Formation of a single massive galaxy through time in the TNG50 cosmic simulation

To learn how galaxies change over time, scientists have created the most complex ever simulation of a galaxy, called TNG50. The data from this simulation were used to create the video above, which shows the evolution of a massive galaxy from near the beginning of the universe in the Big Bang right up until today.

In the main panel of the video, denser gas is represented in lighter colors and thinner gas in darker colors, while the inserts at the bottom show dark matter in the lower left, and star and gas distributions in the lower right.

The full simulation is a “universe in a box,” according to the Royal Astronomical Society, combining both the scale of cosmological simulations with the level of detail usually only seen in studies of individual galaxies.

Image of the optical light emitted by the stars of a spiral galaxy from the TNG50 simulation. D. Nelson (MPA) and the IllustrisTNG team

The total space simulated is more than 230 million light-years across, though it can show phenomena that are a million times smaller. With this simulation, astronomers can look back to the earliest formation of galaxies and see how they have changed over the universe’s 13.8 billion year history.

To crunch the massive amount of data required for this project, researchers couldn’t use just any old computer — they need the Hazel Hen supercomputer located in Stuttgart, Germany, and they used over 16,000 cores working 24/7 for more than a year to build the simulation.

A key part of simulating the movements of galaxies is the modeling of dark matter, which we know must exist but have never directly observed. Particles representing dark matter are included in the simulation, as are representations of stars, cosmic gas, magnetic fields, and supermassive black holes. In total, there are more than 20 billion particles in the simulation.

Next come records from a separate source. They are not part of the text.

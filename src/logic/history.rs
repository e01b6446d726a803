//! Scan History - Bounded Decision Log
//!
//! In-memory FIFO of recent decisions. Owned by the application state and
//! handed to whoever needs it - there is no global. One writer lock; a
//! scan touches it for a single push.

use std::collections::VecDeque;

use chrono::{DateTime, Utc};
use parking_lot::Mutex;
use serde::{Deserialize, Serialize};
use uuid::Uuid;

use super::threat::types::{Decision, DetectionMethod};

/// Records kept before the oldest is evicted
pub const DEFAULT_CAPACITY: usize = 100;

// ============================================================================
// SCAN RECORD
// ============================================================================

/// A decision as stored and returned to clients
#[derive(Debug, Clone, Serialize, Deserialize)]
pub struct ScanRecord {
    pub id: Uuid,
    /// UTC stamp assigned when the record enters the log
    pub timestamp: DateTime<Utc>,
    pub url: String,
    pub prediction: String,
    pub confidence: f32,
    pub is_safe: bool,
    pub reason: String,
    pub method: DetectionMethod,
    #[serde(skip_serializing_if = "Option::is_none")]
    pub probabilities: Option<std::collections::BTreeMap<String, f32>>,
}

impl ScanRecord {
    fn stamp(decision: Decision) -> Self {
        Self {
            id: Uuid::new_v4(),
            timestamp: Utc::now(),
            url: decision.url,
            prediction: decision.prediction,
            confidence: decision.confidence,
            is_safe: decision.is_safe,
            reason: decision.reason,
            method: decision.method,
            probabilities: decision.probabilities,
        }
    }
}

// ============================================================================
// HISTORY
// ============================================================================

/// Bounded scan log
pub struct ScanHistory {
    capacity: usize,
    entries: Mutex<VecDeque<ScanRecord>>,
}

impl ScanHistory {
    pub fn new(capacity: usize) -> Self {
        Self {
            capacity,
            entries: Mutex::new(VecDeque::with_capacity(capacity)),
        }
    }

    pub fn with_default_capacity() -> Self {
        Self::new(DEFAULT_CAPACITY)
    }

    /// Stamp a decision with id + timestamp and append it. Evicts from
    /// the front once past capacity.
    pub fn record(&self, decision: Decision) -> ScanRecord {
        let record = ScanRecord::stamp(decision);

        let mut entries = self.entries.lock();
        entries.push_back(record.clone());
        while entries.len() > self.capacity {
            entries.pop_front();
        }

        record
    }

    /// Everything currently stored, oldest first
    pub fn snapshot(&self) -> Vec<ScanRecord> {
        self.entries.lock().iter().cloned().collect()
    }

    pub fn len(&self) -> usize {
        self.entries.lock().len()
    }

    pub fn is_empty(&self) -> bool {
        self.entries.lock().is_empty()
    }

    pub fn clear(&self) {
        self.entries.lock().clear();
    }
}

impl Default for ScanHistory {
    fn default() -> Self {
        Self::with_default_capacity()
    }
}

// ============================================================================
// TESTS
// ============================================================================
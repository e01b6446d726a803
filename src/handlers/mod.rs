//! HTTP handlers

pub mod health;
pub mod history;
pub mod scan;
//! Scan history handlers

use axum::{extract::State, Json};
use serde_json::{json, Value};

use crate::logic::ScanRecord;
use crate::AppState;

/// List recent scans, oldest first
pub async fn list(State(state): State<AppState>) -> Json<Vec<ScanRecord>> {
    Json(state.history.snapshot())
}

/// Drop every stored scan
pub async fn clear(State(state): State<AppState>) -> Json<Value> {
    let dropped = state.history.len();
    state.history.clear();

    tracing::info!(dropped, "scan history cleared");

    Json(json!({ "message": "History cleared" }))
}
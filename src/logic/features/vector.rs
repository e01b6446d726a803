//! Versioned feature vector
//!
//! A `[f32; 17]` stamped with the layout version and hash it was built
//! against. The stamp travels with the values, so a vector produced by
//! one build can be checked before another build feeds it to a model.

use serde::{Deserialize, Serialize};

use super::layout::{
    layout_hash, validate_layout, FEATURE_COUNT, FEATURE_LAYOUT, FEATURE_VERSION,
    LayoutMismatchError,
};

// ============================================================================
// FEATURE VECTOR
// ============================================================================

/// Fixed-width numeric features in `FEATURE_LAYOUT` order, stamped with
/// the layout they were extracted under.
#[derive(Debug, Clone, Serialize, Deserialize)]
pub struct FeatureVector {
    pub version: u8,
    pub layout_hash: u32,
    /// One value per layout column
    pub values: [f32; FEATURE_COUNT],
}

impl FeatureVector {
    /// All-zero vector stamped with the current layout
    pub fn new() -> Self {
        Self::from_values([0.0; FEATURE_COUNT])
    }

    pub fn from_values(values: [f32; FEATURE_COUNT]) -> Self {
        Self {
            version: FEATURE_VERSION,
            layout_hash: layout_hash(),
            values,
        }
    }

    /// Write one column. Out-of-range indices are ignored.
    pub fn set(&mut self, index: usize, value: f32) {
        if index < FEATURE_COUNT {
            self.values[index] = value;
        }
    }

    /// Write the column with this layout name; `false` if no such column
    pub fn set_by_name(&mut self, name: &str, value: f32) -> bool {
        match super::layout::feature_index(name) {
            Some(index) => {
                self.set(index, value);
                true
            }
            None => false,
        }
    }

    pub fn get(&self, index: usize) -> Option<f32> {
        self.values.get(index).copied()
    }

    pub fn get_by_name(&self, name: &str) -> Option<f32> {
        super::layout::feature_index(name).and_then(|i| self.get(i))
    }

    pub fn as_array(&self) -> &[f32; FEATURE_COUNT] {
        &self.values
    }

    pub fn as_slice(&self) -> &[f32] {
        &self.values
    }

    /// Does the stamp match the layout this build was compiled with?
    pub fn validate(&self) -> Result<(), LayoutMismatchError> {
        validate_layout(self.version, self.layout_hash)
    }

    pub fn is_compatible(&self) -> bool {
        self.validate().is_ok()
    }

    /// Column names, aligned with `values`
    pub fn feature_names(&self) -> &'static [&'static str] {
        FEATURE_LAYOUT
    }
}

impl Default for FeatureVector {
    fn default() -> Self {
        Self::new()
    }
}

impl From<[f32; FEATURE_COUNT]> for FeatureVector {
    fn from(values: [f32; FEATURE_COUNT]) -> Self {
        Self::from_values(values)
    }
}

// ============================================================================
// FEATURE EXTRACTOR TRAIT
// ============================================================================

/// Anything that can fill columns of a feature vector
pub trait FeatureExtractor {
    fn extract(&self, vector: &mut FeatureVector);
}

// ============================================================================
// TESTS
// ============================================================================

#[cfg(test)]
mod tests {
    use super::*;

    #[test]
    fn test_new_vector_is_zeroed_and_stamped() {
        let vector = FeatureVector::new();
        assert_eq!(vector.version, FEATURE_VERSION);
        assert_eq!(vector.layout_hash, layout_hash());
        assert!(vector.values.iter().all(|&v| v == 0.0));
        assert!(vector.is_compatible());
    }

    #[test]
    fn test_set_and_get_by_name() {
        let mut vector = FeatureVector::new();
        assert!(vector.set_by_name("url_length", 42.0));
        assert!(!vector.set_by_name("no_such_column", 1.0));

        assert_eq!(vector.get_by_name("url_length"), Some(42.0));
        assert_eq!(vector.get(0), Some(42.0));
        assert_eq!(vector.get_by_name("no_such_column"), None);
    }

    #[test]
    fn test_out_of_range_set_is_ignored() {
        let mut vector = FeatureVector::new();
        vector.set(FEATURE_COUNT + 5, 9.0);
        assert!(vector.values.iter().all(|&v| v == 0.0));
        assert_eq!(vector.get(FEATURE_COUNT + 5), None);
    }

    #[test]
    fn test_stale_stamp_fails_validation() {
        let mut vector = FeatureVector::new();
        vector.version = FEATURE_VERSION + 1;
        assert!(!vector.is_compatible());
        assert!(vector.validate().is_err());
    }

    #[test]
    fn test_from_array_round_trip() {
        let mut values = [0.0f32; FEATURE_COUNT];
        values[3] = 7.0;
        let vector = FeatureVector::from(values);
        assert_eq!(vector.as_array(), &values);
        assert_eq!(vector.as_slice().len(), FEATURE_COUNT);
        assert_eq!(vector.feature_names().len(), FEATURE_COUNT);
    }
}
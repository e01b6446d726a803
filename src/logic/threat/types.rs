//! Threat Types
//!
//! Core types for URL verdicts. NO logic here - just data structures.

use std::collections::BTreeMap;

use serde::{Deserialize, Serialize};

// ============================================================================
// RISK LEVEL
// ============================================================================

/// Risk levels a heuristic rule can assign
#[derive(Debug, Clone, Copy, PartialEq, Eq, Serialize, Deserialize)]
#[serde(rename_all = "SCREAMING_SNAKE_CASE")]
pub enum RiskLevel {
    /// Known-good, no further analysis needed
    Safe,
    /// Worth flagging, user should be warned
    MediumRisk,
    /// Strong phishing signal, block outright
    HighRisk,
}

impl RiskLevel {
    pub fn as_str(&self) -> &'static str {
        match self {
            RiskLevel::Safe => "SAFE",
            RiskLevel::MediumRisk => "MEDIUM_RISK",
            RiskLevel::HighRisk => "HIGH_RISK",
        }
    }

    pub fn severity_level(&self) -> u8 {
        match self {
            RiskLevel::Safe => 0,
            RiskLevel::MediumRisk => 1,
            RiskLevel::HighRisk => 2,
        }
    }

    pub fn is_safe(&self) -> bool {
        matches!(self, RiskLevel::Safe)
    }
}

impl std::fmt::Display for RiskLevel {
    fn fmt(&self, f: &mut std::fmt::Formatter<'_>) -> std::fmt::Result {
        write!(f, "{}", self.as_str())
    }
}

// ============================================================================
// DETECTION METHOD
// ============================================================================

/// Which stage produced the final call
#[derive(Debug, Clone, Copy, PartialEq, Eq, Serialize, Deserialize)]
pub enum DetectionMethod {
    /// One of the deterministic first-stage rules fired
    #[serde(rename = "Heuristic Rule")]
    HeuristicRule,
    /// The ONNX classifier was consulted
    #[serde(rename = "Machine Learning")]
    MachineLearning,
}

impl DetectionMethod {
    pub fn as_str(&self) -> &'static str {
        match self {
            DetectionMethod::HeuristicRule => "Heuristic Rule",
            DetectionMethod::MachineLearning => "Machine Learning",
        }
    }
}

impl std::fmt::Display for DetectionMethod {
    fn fmt(&self, f: &mut std::fmt::Formatter<'_>) -> std::fmt::Result {
        write!(f, "{}", self.as_str())
    }
}

// ============================================================================
// VERDICTS
// ============================================================================

/// Outcome of a heuristic rule hit
#[derive(Debug, Clone, Serialize, Deserialize)]
pub struct HeuristicVerdict {
    pub risk_level: RiskLevel,
    /// Human-readable rule name, surfaced to the client as-is
    pub reason: String,
    /// Fixed per-rule confidence
    pub confidence: f32,
}

/// Raw classifier output, before the confidence policy is applied
#[derive(Debug, Clone)]
pub struct ClassifierVerdict {
    /// Label with the highest probability
    pub label: String,
    /// That highest probability
    pub confidence: f32,
    /// Full distribution, keyed by label (sorted for stable output)
    pub probabilities: BTreeMap<String, f32>,
}

// ============================================================================
// FINAL DECISION
// ============================================================================

/// Final per-request decision. Immutable once built.
#[derive(Debug, Clone, Serialize, Deserialize)]
pub struct Decision {
    /// The URL exactly as submitted
    pub url: String,
    /// Final label after policy ("benign", "phishing", ...)
    pub prediction: String,
    /// Confidence of the stage that decided (pre-override value)
    pub confidence: f32,
    pub is_safe: bool,
    /// Why this call was made
    pub reason: String,
    pub method: DetectionMethod,
    /// Full label distribution; absent for heuristic decisions
    #[serde(skip_serializing_if = "Option::is_none")]
    pub probabilities: Option<BTreeMap<String, f32>>,
}

// ============================================================================
// TESTS
// ============================================================================

#[cfg(test)]
mod tests {
    use super::*;

    #[test]
    fn test_risk_level_ordering() {
        assert!(RiskLevel::Safe.severity_level() < RiskLevel::MediumRisk.severity_level());
        assert!(RiskLevel::MediumRisk.severity_level() < RiskLevel::HighRisk.severity_level());
        assert!(RiskLevel::Safe.is_safe());
        assert!(!RiskLevel::HighRisk.is_safe());
    }

    #[test]
    fn test_detection_method_wire_format() {
        let json = serde_json::to_string(&DetectionMethod::HeuristicRule).unwrap();
        assert_eq!(json, "\"Heuristic Rule\"");
        let json = serde_json::to_string(&DetectionMethod::MachineLearning).unwrap();
        assert_eq!(json, "\"Machine Learning\"");
    }

    #[test]
    fn test_decision_omits_empty_probabilities() {
        let decision = Decision {
            url: "https://google.com".into(),
            prediction: "benign".into(),
            confidence: 0.99,
            is_safe: true,
            reason: "Whitelisted domain".into(),
            method: DetectionMethod::HeuristicRule,
            probabilities: None,
        };
        let json = serde_json::to_value(&decision).unwrap();
        assert!(json.get("probabilities").is_none());
        assert_eq!(json["method"], "Heuristic Rule");
    }
}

“Numerical experiments of this kind are particularly successful when you get out more than you put in,” Dr. Dylan Nelson of the Max Planck Institute for Astrophysics said in a statement. “In our simulation, we see phenomena that had not been programmed explicitly into the simulation code. These phenomena emerge in a natural fashion, from the complex interplay of the basic physical ingredients of our model universe.”

A particular finding relates to disc galaxies like our Milky Way. By looking at the simulation, scientists could see how orderly disc galaxies emerged from the young universe which was chaotic and disorganized. As the universe aged, the gas within it settled and new stars were born into increasingly circular orbits.

“In practice, TNG50 shows that our own Milky Way galaxy with its thin disc is at the height of galaxy fashion: Over the past 10 billion years, at least those galaxies that are still forming new stars have become more and more disc-like, and their chaotic internal motions have decreased considerably,” lead author Dr. Annalisa Pillepich explained in the same statement. “The Universe was much messier when it was just a few billion years old!”

Georgina Torbet
Georgina is the Digital Trends space writer, covering human space exploration, planetary science, and cosmology. She…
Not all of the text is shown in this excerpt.